Need for Post-Disaster HIV/AIDS Prevention
According to the World Health Organization’s 1998 statement, the world was comforted that there were effective early warning systems in place for climate change, problems with food production, aerial attacks, and a developing international effort in infectious disease control and management.1 Yet there was no Tsunami alert. Hence, more than 150,000 people were killed and millions others are facing unimaginable devastation including not only the loss of loved ones, but also the lack of basic necessities of life such as food, shelter, medicines along with the looming threat of infectious diseases.
From the medical standpoint, disaster situations are characterized by an acute and unforeseen imbalance between the capacity and resources of the medical profession and the needs of the victims or the people whose health is threatened, over a given period of time.2 There is no doubt in anyone’s mind that in the immediate post-Tsumani period, there is an emergent need to curtail the spread of communicable diseases. Per Dr. David Nabarro of the World Health Organization, "There is certainly a chance we could have as many dying from communicable diseases as from the Tsunami.” Diseases like malaria, dengue fever and cholera have the potential to spread in the unsanitary conditions that prevail across all the effected areas.

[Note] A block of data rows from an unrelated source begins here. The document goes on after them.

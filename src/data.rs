use serde::de::{MapAccess, Visitor};
use serde::ser::SerializeMap;
use serde::{Deserialize, Deserializer, Serialize, Serializer};
use std::fmt;

// Type aliases for clarity
pub type SlotId = u32;
pub type ProfessorName = String;
pub type RoomName = String;
pub type CourseName = String;

/// A professor and the slots they cannot, would like to, or would rather not teach in.
///
/// Slot ids are not checked against the time-slot collection.
#[derive(Debug, Clone, PartialEq, Eq, Deserialize, Serialize)]
pub struct Professor {
    pub name: ProfessorName,
    #[serde(default)]
    pub unavailable_slots: Vec<SlotId>,
    #[serde(default)]
    pub preferred_slots: Vec<SlotId>,
    #[serde(default)]
    pub hates_slots: Vec<SlotId>,
}

/// Represents a physical room with a given capacity.
#[derive(Debug, Clone, PartialEq, Eq, Deserialize, Serialize)]
pub struct Room {
    pub name: RoomName,
    pub capacity: u32,
    #[serde(default)]
    pub unavailable_slots: Vec<SlotId>,
}

/// A schedulable interval. `start_time`/`end_time` sort lexicographically (`HH:MM`).
#[derive(Debug, Clone, PartialEq, Eq, Deserialize, Serialize)]
pub struct TimeSlot {
    #[serde(default)]
    pub slot_id: SlotId,
    pub day: String,
    pub start_time: String,
    pub end_time: String,
}

/// Represents a course to be scheduled.
///
/// `professor` is a weak reference to a [`Professor::name`].
#[derive(Debug, Clone, PartialEq, Eq, Deserialize, Serialize)]
pub struct Course {
    pub name: CourseName,
    pub enrollment: u32,
    pub professor: ProfessorName,
    pub department: String,
    #[serde(default)]
    pub is_elective_for: Vec<String>,
}

/// The four entity collections, used to address store operations.
#[derive(Debug, Clone, Copy, PartialEq, Eq, Hash, Deserialize, Serialize)]
#[serde(rename_all = "snake_case")]
pub enum EntityKind {
    Professors,
    Rooms,
    TimeSlots,
    Courses,
}

impl EntityKind {
    pub const ALL: [EntityKind; 4] = [
        EntityKind::Professors,
        EntityKind::Rooms,
        EntityKind::TimeSlots,
        EntityKind::Courses,
    ];

    /// Key of this collection in the problem payload.
    pub fn key(self) -> &'static str {
        match self {
            EntityKind::Professors => "professors",
            EntityKind::Rooms => "rooms",
            EntityKind::TimeSlots => "time_slots",
            EntityKind::Courses => "courses",
        }
    }
}

impl fmt::Display for EntityKind {
    fn fmt(&self, f: &mut fmt::Formatter<'_>) -> fmt::Result {
        f.write_str(self.key())
    }
}

/// The complete problem payload sent to the solver.
#[derive(Debug, Clone, PartialEq, Eq, Default, Deserialize, Serialize)]
pub struct Problem {
    pub professors: Vec<Professor>,
    pub rooms: Vec<Room>,
    pub time_slots: Vec<TimeSlot>,
    pub courses: Vec<Course>,
}

/// A single solver placement: `course` went to `room` at `slot_id`.
///
/// Either side may be absent when the solver could not place the course.
#[derive(Debug, Clone, PartialEq, Eq)]
pub struct Assignment {
    pub course: CourseName,
    pub room: Option<RoomName>,
    pub slot_id: Option<SlotId>,
}

impl Assignment {
    pub fn new(course: impl Into<CourseName>, room: impl Into<RoomName>, slot_id: SlotId) -> Self {
        Self {
            course: course.into(),
            room: Some(room.into()),
            slot_id: Some(slot_id),
        }
    }

    pub fn is_at(&self, room: &str, slot_id: SlotId) -> bool {
        self.room.as_deref() == Some(room) && self.slot_id == Some(slot_id)
    }
}

/// Schedule returned by the solver.
///
/// On the wire `assignments` is an object keyed by course name. It is kept here as
/// a list in document order, which is the order the grid folds over.
#[derive(Debug, Clone, PartialEq, Eq, Default, Deserialize, Serialize)]
pub struct Schedule {
    #[serde(
        default,
        deserialize_with = "deserialize_assignments",
        serialize_with = "serialize_assignments"
    )]
    pub assignments: Vec<Assignment>,
}

fn deserialize_assignments<'de, D>(deserializer: D) -> Result<Vec<Assignment>, D::Error>
where
    D: Deserializer<'de>,
{
    struct AssignmentsVisitor;

    impl<'de> Visitor<'de> for AssignmentsVisitor {
        type Value = Vec<Assignment>;

        fn expecting(&self, f: &mut fmt::Formatter) -> fmt::Result {
            f.write_str("an object mapping course names to [room, slot_id]")
        }

        fn visit_map<A>(self, mut map: A) -> Result<Self::Value, A::Error>
        where
            A: MapAccess<'de>,
        {
            let mut assignments = Vec::with_capacity(map.size_hint().unwrap_or(0));
            while let Some((course, (room, slot_id))) =
                map.next_entry::<CourseName, (Option<RoomName>, Option<SlotId>)>()?
            {
                assignments.push(Assignment {
                    course,
                    room,
                    slot_id,
                });
            }
            Ok(assignments)
        }
    }

    deserializer.deserialize_map(AssignmentsVisitor)
}

fn serialize_assignments<S>(assignments: &[Assignment], serializer: S) -> Result<S::Ok, S::Error>
where
    S: Serializer,
{
    let mut map = serializer.serialize_map(Some(assignments.len()))?;
    for a in assignments {
        map.serialize_entry(&a.course, &(&a.room, &a.slot_id))?;
    }
    map.end()
}

/// The solver's successful response.
#[derive(Debug, Clone, PartialEq, Deserialize, Serialize)]
pub struct SolveResponse {
    pub cost: f64,
    pub happiness: f64,
    #[serde(default)]
    pub violations: Vec<String>,
    #[serde(default)]
    pub explanation: Vec<String>,
    pub schedule: Schedule,
}
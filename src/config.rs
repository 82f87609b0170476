use clap::Parser;
use serde::{Deserialize, Serialize};

#[derive(Debug, Clone, Serialize, Deserialize, Parser)]
#[command(name = "timetable_planner")]
#[command(about = "Authoring service for university course-timetabling problems")]
pub struct Config {
    #[arg(long, env = "PLANNER_BIND", default_value = "127.0.0.1:8080")]
    pub bind: String,

    /// Base URL of the timetabling solver; requests go to `{solver_url}/solve`.
    #[arg(long, env = "PLANNER_SOLVER_URL", default_value = "http://127.0.0.1:8000")]
    pub solver_url: String,

    #[arg(long, env = "PLANNER_LOG", default_value = "info")]
    pub log_filter: String,
}
//! Request store
//!
//! The store is the single source of truth for request records and the
//! bounded audit buffers. Every component receives it as
//! `Arc<dyn RequestStore>`; nothing keeps a private copy of a record.
//!
//! Backends:
//! - [`MemoryStore`]: process-local, DashMap keyed by request id
//! - [`RedisStore`]: shared Redis instance, optimistic per-key CAS

use std::sync::Arc;

use async_trait::async_trait;
use log::info;
use serde_json::Value;

use crate::{
    config::GatewayConfig,
    error::{GatewayError, GatewayResult},
    request::{LogEntry, LogKind, Request, StageName, StageOutcome},
};

pub mod memory;
pub mod redis;

pub use self::memory::MemoryStore;
pub use self::redis::RedisStore;

/// Maximum number of entries kept in each audit buffer.
pub const LOG_CAPACITY: usize = 100;

pub fn request_key(id: &str) -> String {
    format!("request:{}", id)
}

#[async_trait]
pub trait RequestStore: Send + Sync {
    /// Create a queued request with every stage pending.
    async fn create(&self, id: &str, input: Value) -> GatewayResult<Request>;

    async fn get(&self, id: &str) -> GatewayResult<Request>;

    /// Atomically apply one stage outcome to the request `id` and return the
    /// updated record.
    async fn update_stage(
        &self,
        id: &str,
        stage: StageName,
        outcome: StageOutcome,
    ) -> GatewayResult<Request>;

    /// Push onto the front of a bounded buffer, evicting the oldest entry
    /// beyond [`LOG_CAPACITY`].
    async fn append_log(&self, kind: LogKind, entry: LogEntry) -> GatewayResult<()>;

    /// Buffer contents, newest first.
    async fn logs(&self, kind: LogKind) -> GatewayResult<Vec<LogEntry>>;

    async fn health_check(&self) -> GatewayResult<()>;

    fn backend_name(&self) -> &'static str;
}

/// Build the store selected by the configuration.
pub fn create_store(config: &GatewayConfig) -> GatewayResult<Arc<dyn RequestStore>> {
    match &config.redis_url {
        Some(url) => {
            info!("Using redis request store at {}", url);
            let store = RedisStore::new(url, config.redis_pool_max)?;
            Ok(Arc::new(store))
        }
        None => {
            info!("Using in-memory request store");
            Ok(Arc::new(MemoryStore::new()))
        }
    }
}

pub(crate) fn encode<T: serde::Serialize>(value: &T) -> GatewayResult<String> {
    serde_json::to_string(value).map_err(GatewayError::store)
}

pub(crate) fn decode<T: serde::de::DeserializeOwned>(raw: &str) -> GatewayResult<T> {
    serde_json::from_str(raw).map_err(GatewayError::store)
}
//! Bounded wait for a request to reach a terminal state.
//!
//! The poller reads the store once per interval and holds nothing between
//! reads. It is a plain future: dropping it (for example when the HTTP client
//! disconnects) stops the reads and leaves the orchestration untouched.

use std::{sync::Arc, time::Duration};

use log::{debug, warn};
use serde_json::Value;
use tokio::time::{Instant, sleep, timeout};

use crate::{
    error::GatewayResult,
    request::{RequestStatus, StageName},
    store::RequestStore,
};

/// Lower bound on the poll cadence so a misconfigured interval cannot spin.
const MIN_POLL_INTERVAL: Duration = Duration::from_millis(10);

#[derive(Debug, Clone, PartialEq)]
pub enum PollOutcome {
    Completed {
        result: Value,
    },
    Failed {
        error: String,
        failed_stage: Option<StageName>,
    },
    /// The deadline passed first; look the request up by id later.
    StillProcessing,
}

#[derive(Clone)]
pub struct LifecyclePoller {
    store: Arc<dyn RequestStore>,
}

impl LifecyclePoller {
    pub fn new(store: Arc<dyn RequestStore>) -> Self {
        Self { store }
    }

    /// Poll `id` every `poll_interval` until it is terminal or `deadline` has
    /// elapsed. Returns within `deadline` plus one interval, even when a store
    /// read hangs.
    pub async fn await_completion(
        &self,
        id: &str,
        deadline: Duration,
        poll_interval: Duration,
    ) -> GatewayResult<PollOutcome> {
        let interval = poll_interval.max(MIN_POLL_INTERVAL);
        let started = Instant::now();
        let mut polls: u32 = 0;

        loop {
            let budget = deadline.saturating_sub(started.elapsed()) + interval;
            let request = match timeout(budget, self.store.get(id)).await {
                Ok(read) => read?,
                Err(_) => {
                    warn!(
                        "[{}] Store read did not finish within {:?}, giving up wait",
                        id, budget
                    );
                    return Ok(PollOutcome::StillProcessing);
                }
            };
            polls += 1;

            match request.status {
                RequestStatus::Completed => {
                    return Ok(PollOutcome::Completed {
                        result: request.result.unwrap_or(Value::Null),
                    });
                }
                RequestStatus::Failed => {
                    return Ok(PollOutcome::Failed {
                        error: request.error.unwrap_or_default(),
                        failed_stage: request.failed_stage,
                    });
                }
                RequestStatus::Queued | RequestStatus::Processing => {}
            }

            let elapsed = started.elapsed();
            if elapsed >= deadline {
                debug!(
                    "[{}] Still {} after {:?} ({} polls)",
                    id, request.status, elapsed, polls
                );
                return Ok(PollOutcome::StillProcessing);
            }
            sleep(interval.min(deadline - elapsed)).await;
        }
    }
}
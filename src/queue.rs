//! Background execution of pipeline runs
//!
//! Accepted request ids are pushed onto a bounded channel. A single dispatcher
//! task pulls them off and spawns one orchestration per id, with a semaphore
//! capping how many run at once. Runs are detached from the HTTP request that
//! submitted them.

use std::{sync::Arc, time::Instant};

use log::{debug, error, info, warn};
use tokio::sync::{
    OwnedSemaphorePermit, Semaphore,
    mpsc::{self, error::TrySendError},
};

use crate::{
    error::{GatewayError, GatewayResult},
    pipeline::PipelineOrchestrator,
};

/// Job queue configuration
#[derive(Clone, Debug)]
pub struct JobQueueConfig {
    /// Maximum pending runs waiting for a slot
    pub queue_capacity: usize,
    /// Maximum number of runs executing concurrently
    pub max_concurrent_jobs: usize,
}

impl Default for JobQueueConfig {
    fn default() -> Self {
        Self {
            queue_capacity: 1000,
            max_concurrent_jobs: 32,
        }
    }
}

pub struct JobQueue {
    tx: mpsc::Sender<String>,
    concurrency_limit: Arc<Semaphore>,
}

impl std::fmt::Debug for JobQueue {
    fn fmt(&self, f: &mut std::fmt::Formatter<'_>) -> std::fmt::Result {
        let (queue_depth, available_permits) = self.get_load_info();
        f.debug_struct("JobQueue")
            .field("queue_depth", &queue_depth)
            .field("available_permits", &available_permits)
            .finish()
    }
}

impl JobQueue {
    /// Create the queue and spawn its dispatcher. Must be called inside a
    /// tokio runtime.
    pub fn new(config: JobQueueConfig, orchestrator: Arc<PipelineOrchestrator>) -> Arc<Self> {
        let capacity = config.queue_capacity.max(1);
        let (tx, mut rx) = mpsc::channel::<String>(capacity);

        debug!(
            "Initializing job queue: capacity={}, max_concurrent={}",
            capacity, config.max_concurrent_jobs
        );

        let concurrency_limit = Arc::new(Semaphore::new(config.max_concurrent_jobs.max(1)));
        let queue = Arc::new(Self {
            tx,
            concurrency_limit: concurrency_limit.clone(),
        });

        tokio::spawn(async move {
            while let Some(id) = rx.recv().await {
                let Ok(permit) = concurrency_limit.clone().acquire_owned().await else {
                    error!("Semaphore closed, stopping dispatcher");
                    break;
                };

                let orchestrator = orchestrator.clone();
                tokio::spawn(async move {
                    Self::process_job(id, orchestrator, permit).await;
                });
            }

            debug!("Job dispatcher stopped");
        });

        queue
    }

    /// Queue depth and free execution slots.
    pub fn get_load_info(&self) -> (usize, usize) {
        let queue_depth = self.tx.max_capacity() - self.tx.capacity();
        let available_permits = self.concurrency_limit.available_permits();
        (queue_depth, available_permits)
    }

    /// Hand `id` to the dispatcher without waiting for room.
    pub fn submit(&self, id: &str) -> GatewayResult<()> {
        match self.tx.try_send(id.to_string()) {
            Ok(()) => {
                let (queue_depth, available_permits) = self.get_load_info();
                debug!(
                    "[{}] Run queued: queue_depth={}, available_slots={}",
                    id, queue_depth, available_permits
                );
                Ok(())
            }
            Err(TrySendError::Full(_)) => {
                let (queue_depth, _) = self.get_load_info();
                warn!("[{}] Job queue full, rejecting run", id);
                Err(GatewayError::QueueFull {
                    pending: queue_depth,
                    capacity: self.tx.max_capacity(),
                })
            }
            Err(TrySendError::Closed(_)) => Err(GatewayError::QueueClosed),
        }
    }

    async fn process_job(
        id: String,
        orchestrator: Arc<PipelineOrchestrator>,
        _permit: OwnedSemaphorePermit,
    ) {
        let start = Instant::now();
        match orchestrator.run(&id).await {
            Ok(_) => info!("[{}] Pipeline completed in {:?}", id, start.elapsed()),
            Err(e) => warn!("[{}] Pipeline ended in {:?}: {}", id, start.elapsed(), e),
        }
    }
}
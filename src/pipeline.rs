//! Pipeline orchestration
//!
//! Drives a single request through `processing-stage -> inference-stage`.
//! Stages run strictly in order with no retries; the inference stage consumes
//! whatever the processing stage returned. Every outcome is written to the
//! store before the next step begins, so a run never leaves its request in a
//! non-terminal state unless the store itself is gone.

use std::sync::Arc;

use log::{error, info, warn};
use serde_json::Value;

use crate::{
    audit::AuditLogger,
    error::{GatewayError, GatewayResult},
    request::{LogKind, Outcome, Request, StageName, StageOutcome},
    stage::StageClient,
    store::RequestStore,
};

pub struct PipelineOrchestrator {
    store: Arc<dyn RequestStore>,
    processing: Arc<dyn StageClient>,
    inference: Arc<dyn StageClient>,
    audit: AuditLogger,
}

impl PipelineOrchestrator {
    pub fn new(
        store: Arc<dyn RequestStore>,
        processing: Arc<dyn StageClient>,
        inference: Arc<dyn StageClient>,
    ) -> Self {
        let audit = AuditLogger::new(store.clone());
        Self {
            store,
            processing,
            inference,
            audit,
        }
    }

    /// Run request `id` to a terminal state and return the final result.
    ///
    /// A stage failure comes back as `UpstreamFailure` naming the stage; the
    /// same failure is already recorded on the request. An audit entry is
    /// written only by the update that moves the request to a terminal status.
    pub async fn run(&self, id: &str) -> GatewayResult<Value> {
        let request = match self.store.get(id).await {
            Ok(request) => request,
            Err(GatewayError::StoreUnavailable { reason }) => {
                return Err(self.store_lost(id, StageName::Processing, &reason).await);
            }
            Err(e) => return Err(e),
        };

        let stages: [(StageName, &Arc<dyn StageClient>); 2] = [
            (StageName::Processing, &self.processing),
            (StageName::Inference, &self.inference),
        ];

        let mut payload = request.input;
        for (stage, client) in stages {
            self.record(id, stage, StageOutcome::Started).await?;

            match client.call(id, &payload).await {
                Ok(output) => {
                    info!("[{}] {} done", id, stage);
                    self.record(id, stage, StageOutcome::Done(output.clone()))
                        .await?;
                    payload = output;
                }
                Err(e) => {
                    let message = e.to_string();
                    warn!("[{}] {} failed: {}", id, stage, message);
                    self.record(id, stage, StageOutcome::Failed(message.clone()))
                        .await?;
                    return Err(GatewayError::upstream(stage, message));
                }
            }
        }

        Ok(payload)
    }

    /// Write one stage outcome, converting a lost store into a failure of
    /// that stage.
    async fn record(
        &self,
        id: &str,
        stage: StageName,
        outcome: StageOutcome,
    ) -> GatewayResult<Request> {
        match self.store.update_stage(id, stage, outcome).await {
            Ok(request) => {
                self.audit_terminal(&request).await;
                Ok(request)
            }
            Err(GatewayError::StoreUnavailable { reason }) => {
                Err(self.store_lost(id, stage, &reason).await)
            }
            Err(e) => {
                error!("[{}] Rejected update for {}: {}", id, stage, e);
                Err(e)
            }
        }
    }

    async fn store_lost(&self, id: &str, stage: StageName, reason: &str) -> GatewayError {
        let message = format!("store unavailable during {}: {}", stage, reason);
        error!("[{}] {}", id, message);

        // Best effort: the store may already be back.
        match self
            .store
            .update_stage(id, stage, StageOutcome::Failed(message.clone()))
            .await
        {
            Ok(request) => self.audit_terminal(&request).await,
            Err(e) => warn!("[{}] Could not mark request failed: {}", id, e),
        }
        GatewayError::upstream(stage, message)
    }

    /// Updates to a terminal request are rejected, so a terminal result here
    /// means this update made the transition.
    async fn audit_terminal(&self, request: &Request) {
        if !request.is_terminal() {
            return;
        }
        self.audit
            .record(
                LogKind::Inference,
                &request.id,
                Outcome::from(request.status),
                request.processing_time_ms.unwrap_or(0),
            )
            .await;
    }
}

#[cfg(test)]
mod tests {
    use std::sync::atomic::{AtomicBool, AtomicUsize, Ordering};

    use async_trait::async_trait;
    use parking_lot::Mutex;
    use serde_json::json;

    use super::*;
    use crate::{
        request::{LogEntry, RequestStatus, StageStatus},
        stage::StageError,
        store::MemoryStore,
    };

    struct ScriptedStage {
        name: StageName,
        response: Result<Value, StageError>,
        calls: AtomicUsize,
        bodies: Mutex<Vec<Value>>,
    }

    impl ScriptedStage {
        fn new(name: StageName, response: Result<Value, StageError>) -> Arc<Self> {
            Arc::new(Self {
                name,
                response,
                calls: AtomicUsize::new(0),
                bodies: Mutex::new(Vec::new()),
            })
        }

        fn calls(&self) -> usize {
            self.calls.load(Ordering::SeqCst)
        }
    }

    #[async_trait]
    impl StageClient for ScriptedStage {
        fn name(&self) -> StageName {
            self.name
        }

        async fn call(&self, _request_id: &str, body: &Value) -> Result<Value, StageError> {
            self.calls.fetch_add(1, Ordering::SeqCst);
            self.bodies.lock().push(body.clone());
            self.response.clone()
        }

        async fn health(&self) -> Result<Value, StageError> {
            Ok(json!({"status": "healthy"}))
        }
    }

    /// Memory store whose next `Done` write fails as if the connection dropped.
    struct FlakyStore {
        inner: MemoryStore,
        fail_next_done: AtomicBool,
    }

    #[async_trait]
    impl RequestStore for FlakyStore {
        async fn create(&self, id: &str, input: Value) -> GatewayResult<Request> {
            self.inner.create(id, input).await
        }
        async fn get(&self, id: &str) -> GatewayResult<Request> {
            self.inner.get(id).await
        }
        async fn update_stage(
            &self,
            id: &str,
            stage: StageName,
            outcome: StageOutcome,
        ) -> GatewayResult<Request> {
            if matches!(outcome, StageOutcome::Done(_))
                && self.fail_next_done.swap(false, Ordering::SeqCst)
            {
                return Err(GatewayError::store("connection reset by peer"));
            }
            self.inner.update_stage(id, stage, outcome).await
        }
        async fn append_log(&self, kind: LogKind, entry: LogEntry) -> GatewayResult<()> {
            self.inner.append_log(kind, entry).await
        }
        async fn logs(&self, kind: LogKind) -> GatewayResult<Vec<LogEntry>> {
            self.inner.logs(kind).await
        }
        async fn health_check(&self) -> GatewayResult<()> {
            Ok(())
        }
        fn backend_name(&self) -> &'static str {
            "flaky"
        }
    }

    fn timeout_error() -> StageError {
        StageError::Timeout {
            url: "http://data-processor:3002/process".to_string(),
            timeout_ms: 10_000,
        }
    }

    #[tokio::test]
    async fn test_successful_run_completes_request() {
        let store = Arc::new(MemoryStore::new());
        let processing = ScriptedStage::new(StageName::Processing, Ok(json!({"y": 2})));
        let inference = ScriptedStage::new(
            StageName::Inference,
            Ok(json!({"prediction": "A", "confidence": 0.9})),
        );
        let orchestrator =
            PipelineOrchestrator::new(store.clone(), processing.clone(), inference.clone());

        store.create("req_ok", json!({"x": 1})).await.unwrap();
        let result = orchestrator.run("req_ok").await.unwrap();
        assert_eq!(result["prediction"], "A");

        assert_eq!(processing.bodies.lock().as_slice(), &[json!({"x": 1})]);
        assert_eq!(inference.bodies.lock().as_slice(), &[json!({"y": 2})]);

        let request = store.get("req_ok").await.unwrap();
        assert_eq!(request.status, RequestStatus::Completed);
        assert_eq!(request.result.as_ref().unwrap()["prediction"], "A");
        assert_eq!(request.intermediate, Some(json!({"y": 2})));
        assert_eq!(request.stage(StageName::Processing), StageStatus::Done);
        assert_eq!(request.stage(StageName::Inference), StageStatus::Done);
        assert!(request.completed_at.is_some());

        let logs = store.logs(LogKind::Inference).await.unwrap();
        assert_eq!(logs.len(), 1);
        assert_eq!(logs[0].outcome, Outcome::Completed);
    }

    #[tokio::test]
    async fn test_processing_timeout_skips_inference() {
        let store = Arc::new(MemoryStore::new());
        let processing = ScriptedStage::new(StageName::Processing, Err(timeout_error()));
        let inference = ScriptedStage::new(StageName::Inference, Ok(json!({})));
        let orchestrator =
            PipelineOrchestrator::new(store.clone(), processing.clone(), inference.clone());

        store.create("req_timeout", json!({"x": 1})).await.unwrap();
        let err = orchestrator.run("req_timeout").await.unwrap_err();
        assert_eq!(err.failed_stage(), Some(StageName::Processing));
        assert!(err.to_string().contains("timed out"));

        assert_eq!(processing.calls(), 1);
        assert_eq!(inference.calls(), 0);

        let request = store.get("req_timeout").await.unwrap();
        assert_eq!(request.status, RequestStatus::Failed);
        assert_eq!(request.failed_stage, Some(StageName::Processing));
        assert_eq!(request.stage(StageName::Inference), StageStatus::Pending);
        assert!(request.failed_at.is_some());

        let logs = store.logs(LogKind::Inference).await.unwrap();
        assert_eq!(logs.len(), 1);
        assert_eq!(logs[0].outcome, Outcome::Failed);
    }

    #[tokio::test]
    async fn test_inference_failure_leaves_no_result() {
        let store = Arc::new(MemoryStore::new());
        let processing = ScriptedStage::new(StageName::Processing, Ok(json!({"y": 2})));
        let inference = ScriptedStage::new(
            StageName::Inference,
            Err(StageError::Status {
                url: "http://inference-engine:3001/infer".to_string(),
                status: 500,
                body: "model not loaded".to_string(),
            }),
        );
        let orchestrator = PipelineOrchestrator::new(store.clone(), processing, inference);

        store.create("req_inf", json!({"x": 1})).await.unwrap();
        let err = orchestrator.run("req_inf").await.unwrap_err();
        assert_eq!(err.failed_stage(), Some(StageName::Inference));

        let request = store.get("req_inf").await.unwrap();
        assert_eq!(request.status, RequestStatus::Failed);
        assert_eq!(request.failed_stage, Some(StageName::Inference));
        assert!(request.result.is_none());
        assert!(request.error.as_deref().unwrap().contains("model not loaded"));
    }

    #[tokio::test]
    async fn test_unknown_request_is_not_found() {
        let store = Arc::new(MemoryStore::new());
        let processing = ScriptedStage::new(StageName::Processing, Ok(json!({})));
        let inference = ScriptedStage::new(StageName::Inference, Ok(json!({})));
        let orchestrator =
            PipelineOrchestrator::new(store.clone(), processing.clone(), inference);

        let err = orchestrator.run("req_missing").await.unwrap_err();
        assert!(matches!(err, GatewayError::NotFound { .. }));
        assert_eq!(processing.calls(), 0);
        assert!(store.logs(LogKind::Inference).await.unwrap().is_empty());
    }

    #[tokio::test]
    async fn test_store_loss_marks_request_failed() {
        let store = Arc::new(FlakyStore {
            inner: MemoryStore::new(),
            fail_next_done: AtomicBool::new(true),
        });
        let processing = ScriptedStage::new(StageName::Processing, Ok(json!({"y": 2})));
        let inference = ScriptedStage::new(StageName::Inference, Ok(json!({})));
        let orchestrator =
            PipelineOrchestrator::new(store.clone(), processing, inference.clone());

        store.create("req_flaky", json!({"x": 1})).await.unwrap();
        let err = orchestrator.run("req_flaky").await.unwrap_err();
        assert_eq!(err.failed_stage(), Some(StageName::Processing));
        assert_eq!(inference.calls(), 0);

        let request = store.get("req_flaky").await.unwrap();
        assert_eq!(request.status, RequestStatus::Failed);
        assert!(request.error.as_deref().unwrap().contains("store unavailable"));

        let logs = store.logs(LogKind::Inference).await.unwrap();
        assert_eq!(logs.len(), 1);
        assert_eq!(logs[0].outcome, Outcome::Failed);
    }

    #[tokio::test]
    async fn test_second_run_is_rejected() {
        let store = Arc::new(MemoryStore::new());
        let processing = ScriptedStage::new(StageName::Processing, Ok(json!({"y": 2})));
        let inference = ScriptedStage::new(StageName::Inference, Ok(json!({"prediction": "B"})));
        let orchestrator =
            PipelineOrchestrator::new(store.clone(), processing.clone(), inference);

        store.create("req_twice", json!({})).await.unwrap();
        orchestrator.run("req_twice").await.unwrap();
        let err = orchestrator.run("req_twice").await.unwrap_err();
        assert!(matches!(err, GatewayError::InvalidTransition { .. }));
        assert_eq!(processing.calls(), 1);

        let request = store.get("req_twice").await.unwrap();
        assert_eq!(request.status, RequestStatus::Completed);

        let logs = store.logs(LogKind::Inference).await.unwrap();
        assert_eq!(logs.len(), 1);
        assert_eq!(logs[0].request_id, "req_twice");
        assert_eq!(logs[0].outcome, Outcome::Completed);
    }

    #[tokio::test]
    async fn test_failed_request_rerun_adds_no_entry() {
        let store = Arc::new(MemoryStore::new());
        let processing = ScriptedStage::new(StageName::Processing, Err(timeout_error()));
        let inference = ScriptedStage::new(StageName::Inference, Ok(json!({})));
        let orchestrator = PipelineOrchestrator::new(store.clone(), processing, inference);

        store.create("req_failed_twice", json!({})).await.unwrap();
        orchestrator.run("req_failed_twice").await.unwrap_err();
        orchestrator.run("req_failed_twice").await.unwrap_err();
        orchestrator.run("req_never_created").await.unwrap_err();

        let logs = store.logs(LogKind::Inference).await.unwrap();
        assert_eq!(logs.len(), 1);
        assert_eq!(logs[0].request_id, "req_failed_twice");
        assert_eq!(logs[0].outcome, Outcome::Failed);
    }
}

What is obvious is that there is an urgent need for safe drinking water, sanitation equipment and supplies, oral rehydration kits, medicines and food. What is not so obvious, or perhaps not something the world would want to dwell over, are the long-term consequences of the Tsunami disaster. The current state of the effected populations; homelessness, poverty, malnutrition and communicable diseases are all the right ingredients to contribute to long term adverse physical and mental outcomes including the possibility of a bigger disaster in the form of creation of a colossal nidus for the spread of HIV and AIDS. When resources are scarce, marginalized and vulnerable populations may also suffer from a decline in social and human capitals, both of which have been shown to be associated with HIV/AIDS risk.3,4
We certainly do not want to sound as pessimistic as Malthus,5 but it also would not be wise to ignore the long-term impact of the Tsumani. So what are the questions we are left with? Where did we fall short? What can we learn from the unfortunate tragedy? And most important of all, how can we do better in the future? Finding detailed answers to these questions may take a long time. All we can say at this time is that there certainly was a lack of an effective early warning system, which could have prevented the loss of precious lives. The relevant agencies need to get their acts together to prevent such an occurrence in the future. In this day and age, we certainly should have the necessary tools to disseminate late-breaking, critically important information rapidly and efficiently to protect individuals and populations. More importantly, all possible resources need to be made available to the disaster-hit areas to prevent any further catastrophes, particularly preventable ones such as HIV/AIDS.
1. World Health Organization. Global infectious disease surveillance. World Health Organization Fact Sheet No 200. June 1998.
2. World Medical Association. Bull Med Ethics. 1994 Oct;No. 102:9-11.
3. Hasnain M, Mensah EK, Levy JA, Sinacore JM. Social Capital as a Predictor of HIV/AIDS Risk Behaviors. Presented at the XIV International AIDS Conference, Barcelona, Spain, July 2002.
4. Hasnain M, Levy JA, Sinacore JM, Mensah EK. Human Capital and HIV Risk in Injection Drug Users. Presented at the XV International AIDS Conference, Bangkok, Thailand, July 2004.
5. Malthus TR. An Essay on the Principle of Population, as it Affects the Future Improvement of Society with Remarks on the Speculations of Mr. Godwin, M. Condorcet, and Other Writers. London, printed for J. Johnson, in St. Paul's Church Yard, 1798.